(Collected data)

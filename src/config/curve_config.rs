//! Configuration for a geometric bonding curve.

use serde::{Deserialize, Serialize};

use super::SellPricing;
use crate::domain::Price;
use crate::error::{CurveError, Result};
use crate::math::price_at_supply;

/// Default ceiling on whole units a single buy may walk.
pub const DEFAULT_MAX_UNITS_PER_CALL: u32 = 10_000;

/// Immutable parameters of a geometric bonding curve.
///
/// The marginal price of the unit at offset `k` above the anchor is
///
/// ```text
/// price(k) = base_price · growth_factor ^ (reference_supply + k)
/// ```
///
/// # Validation
///
/// - `base_price` is finite and `> 0`.
/// - `growth_factor` is finite and `> 1`.
/// - `reference_supply` is finite and `>= 0`.
/// - `max_units_per_call` is at least 1.
/// - The anchor price `price(0)` is finite.
///
/// A config that exists has passed all of these, so it can be shared
/// across any number of quotes without re-checking.
///
/// # Examples
///
/// ```
/// use tokenforge_curve::config::CurveConfig;
///
/// let cfg = CurveConfig::new(0.001, 1.0001, 100_000.0).expect("valid curve");
/// assert_eq!(cfg.max_units_per_call(), 10_000);
/// assert!(CurveConfig::new(0.001, 1.0, 0.0).is_err());
/// ```
#[derive(Debug, Clone, Copy, PartialEq, Serialize, Deserialize)]
#[serde(try_from = "RawCurveConfig")]
pub struct CurveConfig {
    base_price: f64,
    growth_factor: f64,
    reference_supply: f64,
    max_units_per_call: u32,
    sell_pricing: SellPricing,
    #[serde(skip)]
    anchor_price: f64,
}

/// Pre-validated parameters behind [`CurveConfig::reference`].
const REFERENCE_CURVE: CurveConfig = CurveConfig {
    base_price: 0.001,
    growth_factor: 1.0001,
    reference_supply: 100_000.0,
    max_units_per_call: DEFAULT_MAX_UNITS_PER_CALL,
    sell_pricing: SellPricing::Continuous,
    // 0.001 · 1.0001^100000
    anchor_price: 22.015_456_048_527_955,
};

/// Unchecked mirror of [`CurveConfig`] used as the deserialization target.
#[derive(Debug, Deserialize)]
#[serde(deny_unknown_fields)]
struct RawCurveConfig {
    base_price: f64,
    growth_factor: f64,
    reference_supply: f64,
    #[serde(default = "default_max_units")]
    max_units_per_call: u32,
    #[serde(default)]
    sell_pricing: SellPricing,
}

const fn default_max_units() -> u32 {
    DEFAULT_MAX_UNITS_PER_CALL
}

impl TryFrom<RawCurveConfig> for CurveConfig {
    type Error = CurveError;

    fn try_from(raw: RawCurveConfig) -> Result<Self> {
        Self::build(
            raw.base_price,
            raw.growth_factor,
            raw.reference_supply,
            raw.max_units_per_call,
            raw.sell_pricing,
        )
    }
}

impl CurveConfig {
    /// Creates a curve with the default unit ceiling and sell policy.
    ///
    /// # Errors
    ///
    /// Returns [`CurveError::Configuration`] if any invariant listed on
    /// [`CurveConfig`] is violated.
    pub fn new(base_price: f64, growth_factor: f64, reference_supply: f64) -> Result<Self> {
        Self::build(
            base_price,
            growth_factor,
            reference_supply,
            DEFAULT_MAX_UNITS_PER_CALL,
            SellPricing::default(),
        )
    }

    /// The demonstration curve: first unit at `0.001`, `+0.01 %` per unit,
    /// anchored at a circulating supply of `100 000`.
    #[must_use]
    pub fn reference() -> Self {
        Self::new(0.001, 1.0001, 100_000.0).unwrap_or(REFERENCE_CURVE)
    }

    fn build(
        base_price: f64,
        growth_factor: f64,
        reference_supply: f64,
        max_units_per_call: u32,
        sell_pricing: SellPricing,
    ) -> Result<Self> {
        let mut config = Self {
            base_price,
            growth_factor,
            reference_supply,
            max_units_per_call,
            sell_pricing,
            anchor_price: 0.0,
        };
        config.anchor_price = config.validate()?;
        tracing::trace!(
            base_price,
            growth_factor,
            reference_supply,
            max_units_per_call,
            %sell_pricing,
            anchor_price = config.anchor_price,
            "curve configuration validated"
        );
        Ok(config)
    }

    /// Validates all configuration invariants and returns the anchor price.
    ///
    /// # Errors
    ///
    /// Returns [`CurveError::Configuration`] naming the first violated
    /// invariant.
    pub fn validate(&self) -> Result<f64> {
        if !self.base_price.is_finite() || self.base_price <= 0.0 {
            return Err(CurveError::Configuration(
                "base price must be finite and positive",
            ));
        }
        if !self.growth_factor.is_finite() || self.growth_factor <= 1.0 {
            return Err(CurveError::Configuration(
                "growth factor must be finite and greater than 1",
            ));
        }
        if !self.reference_supply.is_finite() || self.reference_supply < 0.0 {
            return Err(CurveError::Configuration(
                "reference supply must be finite and non-negative",
            ));
        }
        if self.max_units_per_call == 0 {
            return Err(CurveError::Configuration(
                "max units per call must be at least 1",
            ));
        }
        price_at_supply(self.base_price, self.growth_factor, self.reference_supply)
            .map_err(|_| CurveError::Configuration("anchor price is not finite"))
    }

    /// Returns a copy with a different per-call unit ceiling.
    ///
    /// # Errors
    ///
    /// Returns [`CurveError::Configuration`] if `max_units` is zero.
    pub fn with_max_units_per_call(self, max_units: u32) -> Result<Self> {
        Self::build(
            self.base_price,
            self.growth_factor,
            self.reference_supply,
            max_units,
            self.sell_pricing,
        )
    }

    /// Returns a copy using a different sell-side policy.
    #[must_use]
    pub const fn with_sell_pricing(mut self, sell_pricing: SellPricing) -> Self {
        self.sell_pricing = sell_pricing;
        self
    }

    /// Returns a copy re-anchored at `reference_supply`.
    ///
    /// The engine keeps no supply state; a caller that wants to follow the
    /// curve after a simulated trade re-anchors its config with this.
    ///
    /// # Errors
    ///
    /// Returns [`CurveError::Configuration`] if the new supply is negative,
    /// not finite, or pushes the anchor price out of the finite range.
    pub fn with_reference_supply(self, reference_supply: f64) -> Result<Self> {
        Self::build(
            self.base_price,
            self.growth_factor,
            reference_supply,
            self.max_units_per_call,
            self.sell_pricing,
        )
    }

    /// Returns the price of the very first unit on the curve.
    #[must_use]
    pub const fn base_price(&self) -> f64 {
        self.base_price
    }

    /// Returns the per-unit multiplicative price increase.
    #[must_use]
    pub const fn growth_factor(&self) -> f64 {
        self.growth_factor
    }

    /// Returns the circulating-supply anchor.
    #[must_use]
    pub const fn reference_supply(&self) -> f64 {
        self.reference_supply
    }

    /// Returns the ceiling on whole units one call may walk.
    #[must_use]
    pub const fn max_units_per_call(&self) -> u32 {
        self.max_units_per_call
    }

    /// Returns the sell-side policy.
    #[must_use]
    pub const fn sell_pricing(&self) -> SellPricing {
        self.sell_pricing
    }

    /// Returns the marginal price at the anchor (`price(0)`), in currency
    /// per token.
    #[must_use]
    pub fn anchor_price(&self) -> Price {
        Price::new(self.anchor_price).unwrap_or(Price::ZERO)
    }

    pub(crate) const fn anchor_price_raw(&self) -> f64 {
        self.anchor_price
    }
}

#[cfg(test)]
#[allow(clippy::panic)]
mod tests {
    use super::*;

    #[test]
    fn valid_config() {
        let Ok(cfg) = CurveConfig::new(0.001, 1.0001, 100_000.0) else {
            panic!("expected Ok");
        };
        assert!((cfg.base_price() - 0.001).abs() < f64::EPSILON);
        assert!((cfg.growth_factor() - 1.0001).abs() < f64::EPSILON);
        assert!((cfg.reference_supply() - 100_000.0).abs() < f64::EPSILON);
        assert_eq!(cfg.max_units_per_call(), DEFAULT_MAX_UNITS_PER_CALL);
        assert_eq!(cfg.sell_pricing(), SellPricing::Continuous);
    }

    #[test]
    fn reference_matches_validated_build() {
        let Ok(built) = CurveConfig::new(0.001, 1.0001, 100_000.0) else {
            panic!("expected Ok");
        };
        assert_eq!(CurveConfig::reference(), built);
        assert!((built.anchor_price().get() - 22.015_456_048_527_955).abs() < 1e-9);
    }

    #[test]
    fn reference_fallback_passes_validation() {
        let Ok(anchor) = REFERENCE_CURVE.validate() else {
            panic!("expected Ok");
        };
        assert!((anchor - REFERENCE_CURVE.anchor_price_raw()).abs() < 1e-12);
        let reference = CurveConfig::reference();
        assert_eq!(reference.max_units_per_call(), REFERENCE_CURVE.max_units_per_call());
        assert_eq!(reference.sell_pricing(), REFERENCE_CURVE.sell_pricing());
        assert!((reference.anchor_price_raw() - anchor).abs() < 1e-12);
    }

    #[test]
    fn zero_supply_is_valid() {
        let Ok(cfg) = CurveConfig::new(2.0, 1.5, 0.0) else {
            panic!("expected Ok");
        };
        assert!((cfg.anchor_price().get() - 2.0).abs() < f64::EPSILON);
    }

    #[test]
    fn growth_factor_of_one_rejected() {
        assert!(matches!(
            CurveConfig::new(0.001, 1.0, 0.0),
            Err(CurveError::Configuration(_))
        ));
    }

    #[test]
    fn shrinking_curve_rejected() {
        assert!(CurveConfig::new(0.001, 0.99, 0.0).is_err());
    }

    #[test]
    fn non_positive_base_price_rejected() {
        assert!(CurveConfig::new(0.0, 1.1, 0.0).is_err());
        assert!(CurveConfig::new(-0.001, 1.1, 0.0).is_err());
    }

    #[test]
    fn negative_supply_rejected() {
        assert!(CurveConfig::new(0.001, 1.1, -1.0).is_err());
    }

    #[test]
    fn non_finite_parameters_rejected() {
        assert!(CurveConfig::new(f64::NAN, 1.1, 0.0).is_err());
        assert!(CurveConfig::new(0.001, f64::INFINITY, 0.0).is_err());
        assert!(CurveConfig::new(0.001, 1.1, f64::INFINITY).is_err());
    }

    #[test]
    fn overflowing_anchor_rejected() {
        assert!(matches!(
            CurveConfig::new(1.0, 2.0, 5_000.0),
            Err(CurveError::Configuration("anchor price is not finite"))
        ));
    }

    #[test]
    fn zero_ceiling_rejected() {
        let cfg = CurveConfig::reference();
        assert!(cfg.with_max_units_per_call(0).is_err());
        let Ok(cfg) = cfg.with_max_units_per_call(5) else {
            panic!("expected Ok");
        };
        assert_eq!(cfg.max_units_per_call(), 5);
    }

    #[test]
    fn re_anchoring_moves_the_price() {
        let cfg = CurveConfig::reference();
        let Ok(later) = cfg.with_reference_supply(100_010.0) else {
            panic!("expected Ok");
        };
        assert!(later.anchor_price() > cfg.anchor_price());
        assert!(cfg.with_reference_supply(-5.0).is_err());
    }

    #[test]
    fn sell_pricing_override() {
        let cfg = CurveConfig::reference().with_sell_pricing(SellPricing::UnitSteps);
        assert_eq!(cfg.sell_pricing(), SellPricing::UnitSteps);
    }
}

▶ _Problem statement_:
From the entries, report each line that includes the word "serde".

▶ _Exercise result_:
use serde::{Deserialize, Serialize};
#[serde(try_from = "RawCurveConfig")]
    #[serde(skip)]
#[serde(deny_unknown_fields)]
    #[serde(default = "default_max_units")]
    #[serde(default)]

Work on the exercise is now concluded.